§ Records shown
##########

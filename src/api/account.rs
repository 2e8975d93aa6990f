//! Addresses, wishlist and wallet of the signed-in user.

use axum::extract::{Path, State};
use axum::http::StatusCode;
use axum::Json;
use serde::Deserialize;
use uuid::Uuid;
use validator::Validate;

use crate::api::extract::{double_option, ValidatedJson};
use crate::api::{ApiResult, AppState, CurrentUser};
use crate::domain::aggregates::{Address, AddressKind, WishlistEntry};
use crate::services::accounts::{AddressPatch, NewAddress};
use crate::services::wallet::WalletStatement;

#[derive(Debug, Deserialize, Validate)]
pub(super) struct AddressRequest {
    #[validate(length(min = 1, max = 100))]
    name: String,
    #[validate(length(equal = 10, message = "phone number must have 10 digits"))]
    phone_no: String,
    #[validate(length(min = 1, max = 200))]
    address_line1: String,
    #[validate(length(max = 200))]
    address_line2: Option<String>,
    #[validate(length(min = 1, max = 100))]
    city: String,
    #[validate(length(min = 1, max = 100))]
    state: String,
    #[validate(length(min = 1, max = 20))]
    postal_code: String,
    #[validate(length(min = 1, max = 100))]
    country: String,
    #[validate(length(max = 200))]
    landmark: Option<String>,
    #[serde(rename = "type")]
    kind: AddressKind,
}

#[derive(Debug, Deserialize, Validate)]
pub(super) struct EditAddressRequest {
    #[validate(length(min = 1, max = 100))]
    name: Option<String>,
    #[validate(length(equal = 10, message = "phone number must have 10 digits"))]
    phone_no: Option<String>,
    #[validate(length(min = 1, max = 200))]
    address_line1: Option<String>,
    #[serde(default, deserialize_with = "double_option")]
    address_line2: Option<Option<String>>,
    city: Option<String>,
    state: Option<String>,
    postal_code: Option<String>,
    country: Option<String>,
    #[serde(default, deserialize_with = "double_option")]
    landmark: Option<Option<String>>,
    #[serde(rename = "type")]
    kind: Option<AddressKind>,
}

pub(super) async fn add_address(
    CurrentUser(user_id): CurrentUser,
    State(s): State<AppState>,
    ValidatedJson(req): ValidatedJson<AddressRequest>,
) -> ApiResult<(StatusCode, Json<Address>)> {
    let new = NewAddress {
        name: req.name,
        phone_no: req.phone_no,
        address_line1: req.address_line1,
        address_line2: req.address_line2,
        city: req.city,
        state: req.state,
        postal_code: req.postal_code,
        country: req.country,
        landmark: req.landmark,
        kind: req.kind,
    };
    Ok((StatusCode::CREATED, Json(s.services.accounts.add_address(user_id, new).await?)))
}

pub(super) async fn edit_address(
    CurrentUser(user_id): CurrentUser,
    State(s): State<AppState>,
    Path(address_id): Path<Uuid>,
    ValidatedJson(req): ValidatedJson<EditAddressRequest>,
) -> ApiResult<Json<Address>> {
    let patch = AddressPatch {
        name: req.name,
        phone_no: req.phone_no,
        address_line1: req.address_line1,
        address_line2: req.address_line2,
        city: req.city,
        state: req.state,
        postal_code: req.postal_code,
        country: req.country,
        landmark: req.landmark,
        kind: req.kind,
    };
    Ok(Json(s.services.accounts.edit_address(user_id, address_id, patch).await?))
}

pub(super) async fn delete_address(
    CurrentUser(user_id): CurrentUser,
    State(s): State<AppState>,
    Path(address_id): Path<Uuid>,
) -> ApiResult<StatusCode> {
    s.services.accounts.delete_address(user_id, address_id).await?;
    Ok(StatusCode::NO_CONTENT)
}

pub(super) async fn list_addresses(CurrentUser(user_id): CurrentUser, State(s): State<AppState>) -> ApiResult<Json<Vec<Address>>> {
    Ok(Json(s.services.accounts.addresses(user_id).await?))
}

pub(super) async fn add_to_wishlist(
    CurrentUser(user_id): CurrentUser,
    State(s): State<AppState>,
    Path(product_id): Path<Uuid>,
) -> ApiResult<(StatusCode, Json<WishlistEntry>)> {
    Ok((StatusCode::CREATED, Json(s.services.accounts.add_to_wishlist(user_id, product_id).await?)))
}

pub(super) async fn remove_from_wishlist(
    CurrentUser(user_id): CurrentUser,
    State(s): State<AppState>,
    Path(product_id): Path<Uuid>,
) -> ApiResult<StatusCode> {
    s.services.accounts.remove_from_wishlist(user_id, product_id).await?;
    Ok(StatusCode::NO_CONTENT)
}

pub(super) async fn list_wishlist(
    CurrentUser(user_id): CurrentUser,
    State(s): State<AppState>,
) -> ApiResult<Json<Vec<WishlistEntry>>> {
    Ok(Json(s.services.accounts.wishlist(user_id).await?))
}

pub(super) async fn get_wallet(CurrentUser(user_id): CurrentUser, State(s): State<AppState>) -> ApiResult<Json<WalletStatement>> {
    Ok(Json(s.services.wallet.get_wallet(user_id).await?))
}
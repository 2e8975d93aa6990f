//! Aggregates module
pub mod address;
pub mod cart;
pub mod coupon;
pub mod order;
pub mod product;
pub mod user;
pub mod wallet;
pub mod wishlist;

pub use address::{Address, AddressError, AddressKind};
pub use cart::{Cart, CartError, CartItem, MAX_UNITS_PER_LINE};
pub use coupon::{Coupon, CouponDraft, CouponError, CouponUsage};
pub use order::{
    Compensation, ItemState, Order, OrderAddress, OrderError, OrderItem, OrderStatus, PaymentMethod, PaymentStatus,
};
pub use product::{Category, NewProduct, Product, ProductError};
pub use user::User;
pub use wallet::{EntryKind, Wallet, WalletEntry, WalletError};
pub use wishlist::WishlistEntry;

##########

§ Your objective
Your answer must be a single number: the count of lines in the data that contain the string "await".

§ Solution for this problem
8